Among the entries below, count each line holding the word "career". Write only the number.

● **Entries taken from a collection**
◇ ◇ ◇ ◇

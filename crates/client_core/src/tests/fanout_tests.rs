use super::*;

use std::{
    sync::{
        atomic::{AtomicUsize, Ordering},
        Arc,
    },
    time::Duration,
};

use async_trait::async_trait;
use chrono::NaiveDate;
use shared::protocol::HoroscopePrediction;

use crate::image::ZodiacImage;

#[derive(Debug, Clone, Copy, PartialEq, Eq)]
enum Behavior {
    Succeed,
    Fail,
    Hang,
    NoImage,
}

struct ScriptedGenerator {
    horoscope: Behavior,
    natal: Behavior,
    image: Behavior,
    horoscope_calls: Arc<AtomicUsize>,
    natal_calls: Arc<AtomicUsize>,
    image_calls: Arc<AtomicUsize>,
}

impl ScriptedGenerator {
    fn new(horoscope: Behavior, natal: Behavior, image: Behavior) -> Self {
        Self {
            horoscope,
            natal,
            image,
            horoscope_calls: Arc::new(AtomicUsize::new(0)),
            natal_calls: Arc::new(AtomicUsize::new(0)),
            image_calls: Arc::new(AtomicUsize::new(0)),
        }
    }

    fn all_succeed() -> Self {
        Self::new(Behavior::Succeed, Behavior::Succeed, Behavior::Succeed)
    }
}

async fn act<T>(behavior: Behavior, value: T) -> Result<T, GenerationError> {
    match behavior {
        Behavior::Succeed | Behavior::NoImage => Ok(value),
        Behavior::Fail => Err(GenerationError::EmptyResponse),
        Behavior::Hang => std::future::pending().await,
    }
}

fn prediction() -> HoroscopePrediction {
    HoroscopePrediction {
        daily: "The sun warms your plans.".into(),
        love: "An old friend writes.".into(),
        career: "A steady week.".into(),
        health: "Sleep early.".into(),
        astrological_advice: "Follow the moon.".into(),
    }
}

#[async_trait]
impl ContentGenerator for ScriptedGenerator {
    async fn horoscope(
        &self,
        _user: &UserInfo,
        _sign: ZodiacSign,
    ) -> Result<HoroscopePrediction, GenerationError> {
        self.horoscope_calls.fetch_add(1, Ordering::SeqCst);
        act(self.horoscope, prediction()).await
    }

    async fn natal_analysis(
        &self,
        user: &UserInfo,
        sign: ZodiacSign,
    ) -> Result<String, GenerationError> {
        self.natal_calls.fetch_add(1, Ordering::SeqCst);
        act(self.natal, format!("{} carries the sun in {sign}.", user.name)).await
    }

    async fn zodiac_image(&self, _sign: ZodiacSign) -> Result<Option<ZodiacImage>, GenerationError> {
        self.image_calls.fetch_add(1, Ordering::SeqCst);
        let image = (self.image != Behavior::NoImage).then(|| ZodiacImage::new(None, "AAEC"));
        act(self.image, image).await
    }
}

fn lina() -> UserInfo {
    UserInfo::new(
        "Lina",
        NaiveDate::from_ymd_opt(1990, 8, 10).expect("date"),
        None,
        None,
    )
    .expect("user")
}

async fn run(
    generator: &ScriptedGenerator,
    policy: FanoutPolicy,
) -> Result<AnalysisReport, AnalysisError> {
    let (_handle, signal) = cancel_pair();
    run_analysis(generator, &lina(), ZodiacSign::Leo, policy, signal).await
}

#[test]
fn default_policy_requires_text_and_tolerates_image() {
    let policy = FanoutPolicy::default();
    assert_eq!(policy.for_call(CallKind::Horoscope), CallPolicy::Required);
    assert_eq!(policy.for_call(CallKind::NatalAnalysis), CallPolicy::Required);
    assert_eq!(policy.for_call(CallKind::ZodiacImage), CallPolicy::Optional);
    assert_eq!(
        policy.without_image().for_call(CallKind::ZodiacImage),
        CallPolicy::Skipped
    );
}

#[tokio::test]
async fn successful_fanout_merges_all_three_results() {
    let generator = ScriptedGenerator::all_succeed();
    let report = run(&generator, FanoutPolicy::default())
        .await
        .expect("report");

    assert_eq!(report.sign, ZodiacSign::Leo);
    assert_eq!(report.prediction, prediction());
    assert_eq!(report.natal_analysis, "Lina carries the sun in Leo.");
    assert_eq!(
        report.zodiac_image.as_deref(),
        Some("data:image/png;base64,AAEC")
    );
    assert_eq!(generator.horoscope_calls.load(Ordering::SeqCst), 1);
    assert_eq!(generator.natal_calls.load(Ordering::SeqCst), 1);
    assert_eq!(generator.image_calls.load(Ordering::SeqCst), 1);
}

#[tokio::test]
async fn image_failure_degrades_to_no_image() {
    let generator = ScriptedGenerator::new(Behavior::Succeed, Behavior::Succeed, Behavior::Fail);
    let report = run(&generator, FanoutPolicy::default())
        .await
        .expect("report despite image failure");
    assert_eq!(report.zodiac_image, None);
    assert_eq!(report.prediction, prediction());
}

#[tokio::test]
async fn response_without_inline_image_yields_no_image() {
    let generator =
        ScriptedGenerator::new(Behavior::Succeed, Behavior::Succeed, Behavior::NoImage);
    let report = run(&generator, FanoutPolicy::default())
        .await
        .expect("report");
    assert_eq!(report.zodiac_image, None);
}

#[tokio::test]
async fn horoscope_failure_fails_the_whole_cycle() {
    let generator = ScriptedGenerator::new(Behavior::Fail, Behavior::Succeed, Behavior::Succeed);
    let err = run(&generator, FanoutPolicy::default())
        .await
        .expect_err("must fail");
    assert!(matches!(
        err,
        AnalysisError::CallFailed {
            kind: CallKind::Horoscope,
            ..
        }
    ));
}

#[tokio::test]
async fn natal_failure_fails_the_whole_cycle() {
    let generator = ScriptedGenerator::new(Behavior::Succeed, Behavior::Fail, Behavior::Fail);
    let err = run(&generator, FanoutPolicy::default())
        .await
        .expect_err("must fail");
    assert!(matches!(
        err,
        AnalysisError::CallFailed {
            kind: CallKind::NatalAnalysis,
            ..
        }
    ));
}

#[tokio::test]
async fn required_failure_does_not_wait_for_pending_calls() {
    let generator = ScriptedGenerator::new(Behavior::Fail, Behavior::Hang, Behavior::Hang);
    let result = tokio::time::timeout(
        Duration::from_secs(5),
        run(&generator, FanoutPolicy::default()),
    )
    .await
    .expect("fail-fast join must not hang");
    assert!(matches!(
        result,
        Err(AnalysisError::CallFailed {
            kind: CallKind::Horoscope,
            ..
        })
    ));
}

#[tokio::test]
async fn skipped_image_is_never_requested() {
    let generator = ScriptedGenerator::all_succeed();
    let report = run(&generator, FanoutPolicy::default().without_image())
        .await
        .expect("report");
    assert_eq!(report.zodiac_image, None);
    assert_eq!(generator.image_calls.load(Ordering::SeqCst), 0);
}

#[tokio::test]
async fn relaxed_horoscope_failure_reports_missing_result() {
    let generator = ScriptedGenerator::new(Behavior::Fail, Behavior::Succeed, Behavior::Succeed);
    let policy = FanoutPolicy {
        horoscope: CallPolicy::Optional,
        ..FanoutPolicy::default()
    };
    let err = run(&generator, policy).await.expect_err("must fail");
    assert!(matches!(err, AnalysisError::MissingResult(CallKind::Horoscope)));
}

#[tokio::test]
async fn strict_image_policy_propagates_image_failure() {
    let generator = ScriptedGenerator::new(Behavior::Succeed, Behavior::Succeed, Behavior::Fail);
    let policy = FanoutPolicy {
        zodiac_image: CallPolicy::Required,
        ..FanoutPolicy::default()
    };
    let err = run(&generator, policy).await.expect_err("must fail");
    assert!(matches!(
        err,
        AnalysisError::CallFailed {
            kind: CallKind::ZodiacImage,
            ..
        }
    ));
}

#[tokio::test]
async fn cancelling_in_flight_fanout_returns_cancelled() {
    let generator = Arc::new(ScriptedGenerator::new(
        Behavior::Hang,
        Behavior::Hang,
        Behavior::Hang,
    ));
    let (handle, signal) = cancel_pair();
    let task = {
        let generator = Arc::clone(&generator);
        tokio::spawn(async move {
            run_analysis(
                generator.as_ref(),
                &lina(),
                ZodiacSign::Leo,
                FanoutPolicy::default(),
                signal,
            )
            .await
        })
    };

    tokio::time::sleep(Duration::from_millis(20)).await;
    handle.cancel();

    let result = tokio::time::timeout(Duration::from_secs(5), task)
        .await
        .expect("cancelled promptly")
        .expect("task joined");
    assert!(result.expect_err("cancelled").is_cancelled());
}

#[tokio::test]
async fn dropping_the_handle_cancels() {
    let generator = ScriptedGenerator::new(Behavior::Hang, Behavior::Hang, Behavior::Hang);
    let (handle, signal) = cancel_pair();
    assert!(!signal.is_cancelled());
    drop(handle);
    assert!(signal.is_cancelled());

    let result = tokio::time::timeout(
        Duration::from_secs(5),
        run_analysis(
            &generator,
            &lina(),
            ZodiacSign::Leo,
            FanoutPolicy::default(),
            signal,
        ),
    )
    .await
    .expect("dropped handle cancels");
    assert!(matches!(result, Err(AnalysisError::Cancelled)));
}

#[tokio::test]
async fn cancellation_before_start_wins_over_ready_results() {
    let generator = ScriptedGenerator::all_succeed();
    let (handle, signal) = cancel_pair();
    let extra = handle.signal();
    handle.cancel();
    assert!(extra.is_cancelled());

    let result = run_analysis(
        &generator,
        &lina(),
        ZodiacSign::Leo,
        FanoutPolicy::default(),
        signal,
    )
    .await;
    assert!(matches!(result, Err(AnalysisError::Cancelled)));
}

◇ ◇ ◇ ◇

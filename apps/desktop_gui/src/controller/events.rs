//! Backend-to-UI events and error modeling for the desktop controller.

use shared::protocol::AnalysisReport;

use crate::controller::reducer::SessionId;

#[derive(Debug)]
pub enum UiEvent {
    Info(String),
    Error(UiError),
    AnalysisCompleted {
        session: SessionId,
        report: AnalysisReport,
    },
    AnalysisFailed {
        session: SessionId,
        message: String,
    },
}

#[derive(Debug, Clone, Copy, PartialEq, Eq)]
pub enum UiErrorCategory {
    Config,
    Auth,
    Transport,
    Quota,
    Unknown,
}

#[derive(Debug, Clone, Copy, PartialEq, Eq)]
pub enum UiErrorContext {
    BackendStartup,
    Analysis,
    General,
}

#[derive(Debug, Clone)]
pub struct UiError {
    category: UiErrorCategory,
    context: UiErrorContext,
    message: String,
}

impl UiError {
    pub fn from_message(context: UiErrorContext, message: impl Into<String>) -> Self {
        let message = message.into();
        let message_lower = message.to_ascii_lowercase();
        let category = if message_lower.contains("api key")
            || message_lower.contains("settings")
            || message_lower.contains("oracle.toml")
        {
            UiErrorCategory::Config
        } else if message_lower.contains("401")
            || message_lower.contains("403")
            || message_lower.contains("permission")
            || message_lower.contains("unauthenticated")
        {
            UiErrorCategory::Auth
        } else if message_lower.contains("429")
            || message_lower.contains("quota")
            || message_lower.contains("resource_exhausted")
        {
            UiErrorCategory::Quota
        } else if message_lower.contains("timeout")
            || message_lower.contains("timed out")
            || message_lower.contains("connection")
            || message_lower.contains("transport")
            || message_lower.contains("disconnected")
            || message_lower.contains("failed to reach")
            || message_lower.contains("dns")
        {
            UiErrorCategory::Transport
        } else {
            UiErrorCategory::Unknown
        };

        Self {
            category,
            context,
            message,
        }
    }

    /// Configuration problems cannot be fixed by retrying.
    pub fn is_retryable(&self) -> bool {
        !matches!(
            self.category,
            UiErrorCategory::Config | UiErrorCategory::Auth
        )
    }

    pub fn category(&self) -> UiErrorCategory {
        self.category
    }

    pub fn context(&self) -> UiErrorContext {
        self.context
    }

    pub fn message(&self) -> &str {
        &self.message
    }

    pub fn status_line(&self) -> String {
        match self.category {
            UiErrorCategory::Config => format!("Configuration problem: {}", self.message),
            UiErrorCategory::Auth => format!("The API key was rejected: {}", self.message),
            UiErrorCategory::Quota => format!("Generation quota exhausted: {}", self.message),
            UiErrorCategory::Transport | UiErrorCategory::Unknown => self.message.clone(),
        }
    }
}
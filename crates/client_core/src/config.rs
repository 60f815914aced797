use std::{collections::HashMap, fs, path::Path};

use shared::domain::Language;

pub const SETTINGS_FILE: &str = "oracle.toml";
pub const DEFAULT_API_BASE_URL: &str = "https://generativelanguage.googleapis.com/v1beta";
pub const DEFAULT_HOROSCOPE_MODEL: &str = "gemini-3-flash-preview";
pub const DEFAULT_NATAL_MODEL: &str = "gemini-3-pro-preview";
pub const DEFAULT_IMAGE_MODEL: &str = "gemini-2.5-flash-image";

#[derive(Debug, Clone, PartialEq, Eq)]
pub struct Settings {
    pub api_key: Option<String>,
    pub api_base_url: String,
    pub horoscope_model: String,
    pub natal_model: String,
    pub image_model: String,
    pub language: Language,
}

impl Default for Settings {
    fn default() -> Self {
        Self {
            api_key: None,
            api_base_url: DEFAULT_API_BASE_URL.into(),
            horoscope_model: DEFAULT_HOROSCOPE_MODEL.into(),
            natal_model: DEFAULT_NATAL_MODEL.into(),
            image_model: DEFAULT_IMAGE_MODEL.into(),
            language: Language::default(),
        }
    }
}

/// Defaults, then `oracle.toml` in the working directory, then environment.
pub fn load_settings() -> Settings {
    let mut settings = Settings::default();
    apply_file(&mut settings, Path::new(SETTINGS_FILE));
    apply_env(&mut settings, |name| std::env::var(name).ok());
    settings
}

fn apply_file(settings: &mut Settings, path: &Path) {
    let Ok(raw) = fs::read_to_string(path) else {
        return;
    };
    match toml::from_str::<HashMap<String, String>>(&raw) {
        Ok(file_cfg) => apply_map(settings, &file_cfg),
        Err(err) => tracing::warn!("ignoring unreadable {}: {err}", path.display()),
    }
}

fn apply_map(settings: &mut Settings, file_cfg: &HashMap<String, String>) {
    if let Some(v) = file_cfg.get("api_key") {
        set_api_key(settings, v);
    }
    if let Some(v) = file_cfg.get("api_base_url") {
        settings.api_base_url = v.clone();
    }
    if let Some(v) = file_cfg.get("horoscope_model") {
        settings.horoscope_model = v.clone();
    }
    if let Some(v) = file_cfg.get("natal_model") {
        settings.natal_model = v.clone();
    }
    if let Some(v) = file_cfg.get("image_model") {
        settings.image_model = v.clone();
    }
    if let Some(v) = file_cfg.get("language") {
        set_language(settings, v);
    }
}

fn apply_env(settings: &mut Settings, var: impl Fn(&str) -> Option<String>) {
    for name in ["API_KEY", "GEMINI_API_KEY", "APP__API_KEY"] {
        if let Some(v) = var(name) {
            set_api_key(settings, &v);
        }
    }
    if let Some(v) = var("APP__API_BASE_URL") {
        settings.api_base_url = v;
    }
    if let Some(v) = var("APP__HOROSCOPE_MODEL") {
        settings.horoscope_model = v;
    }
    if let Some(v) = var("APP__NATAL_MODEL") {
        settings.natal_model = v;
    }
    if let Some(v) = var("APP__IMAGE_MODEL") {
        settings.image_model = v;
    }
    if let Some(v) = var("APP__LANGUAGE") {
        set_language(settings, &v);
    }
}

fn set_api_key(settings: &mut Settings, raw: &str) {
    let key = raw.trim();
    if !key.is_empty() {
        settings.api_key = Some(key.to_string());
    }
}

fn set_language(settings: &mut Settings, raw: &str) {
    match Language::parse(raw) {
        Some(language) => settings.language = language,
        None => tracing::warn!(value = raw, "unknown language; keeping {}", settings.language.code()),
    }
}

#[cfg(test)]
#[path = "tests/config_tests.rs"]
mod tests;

◇ ◇ ◇ ◇

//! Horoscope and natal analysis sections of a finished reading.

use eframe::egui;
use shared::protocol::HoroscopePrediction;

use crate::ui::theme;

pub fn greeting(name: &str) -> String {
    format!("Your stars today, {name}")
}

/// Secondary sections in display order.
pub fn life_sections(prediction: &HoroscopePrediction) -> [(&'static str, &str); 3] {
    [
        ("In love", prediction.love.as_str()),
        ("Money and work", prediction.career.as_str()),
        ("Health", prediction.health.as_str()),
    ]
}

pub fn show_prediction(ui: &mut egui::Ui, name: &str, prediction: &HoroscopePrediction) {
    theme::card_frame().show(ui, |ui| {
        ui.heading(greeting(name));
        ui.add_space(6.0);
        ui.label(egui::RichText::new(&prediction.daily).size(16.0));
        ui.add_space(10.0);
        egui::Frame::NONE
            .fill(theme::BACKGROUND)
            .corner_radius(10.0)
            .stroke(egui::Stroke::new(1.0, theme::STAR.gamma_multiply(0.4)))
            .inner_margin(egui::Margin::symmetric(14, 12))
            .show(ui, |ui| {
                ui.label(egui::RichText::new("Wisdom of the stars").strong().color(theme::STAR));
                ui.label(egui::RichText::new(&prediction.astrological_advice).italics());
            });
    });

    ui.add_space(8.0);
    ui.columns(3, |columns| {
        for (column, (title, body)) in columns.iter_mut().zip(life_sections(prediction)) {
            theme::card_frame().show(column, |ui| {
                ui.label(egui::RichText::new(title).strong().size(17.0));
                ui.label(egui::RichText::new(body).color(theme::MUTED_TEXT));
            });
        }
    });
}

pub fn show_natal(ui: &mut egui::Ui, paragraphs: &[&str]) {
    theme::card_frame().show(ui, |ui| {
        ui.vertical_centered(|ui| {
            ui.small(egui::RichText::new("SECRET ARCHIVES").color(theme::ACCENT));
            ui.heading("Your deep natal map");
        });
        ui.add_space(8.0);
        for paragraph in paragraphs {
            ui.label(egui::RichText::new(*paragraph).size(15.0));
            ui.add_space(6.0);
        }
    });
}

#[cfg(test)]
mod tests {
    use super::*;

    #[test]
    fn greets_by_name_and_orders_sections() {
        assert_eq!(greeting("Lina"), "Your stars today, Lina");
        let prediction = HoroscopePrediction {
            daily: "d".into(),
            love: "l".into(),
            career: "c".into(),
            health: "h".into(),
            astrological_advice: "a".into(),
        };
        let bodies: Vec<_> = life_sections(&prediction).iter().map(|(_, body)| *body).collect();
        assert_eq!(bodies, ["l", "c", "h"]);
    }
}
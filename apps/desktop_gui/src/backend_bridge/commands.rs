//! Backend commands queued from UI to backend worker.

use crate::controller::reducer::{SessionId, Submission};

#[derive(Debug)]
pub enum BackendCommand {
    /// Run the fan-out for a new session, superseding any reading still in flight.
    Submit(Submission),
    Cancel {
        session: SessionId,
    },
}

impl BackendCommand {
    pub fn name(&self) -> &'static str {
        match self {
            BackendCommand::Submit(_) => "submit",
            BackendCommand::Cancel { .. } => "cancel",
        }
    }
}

◇ ◇ ◇ ◇

● **RESULT OF THE EXERCISE**
3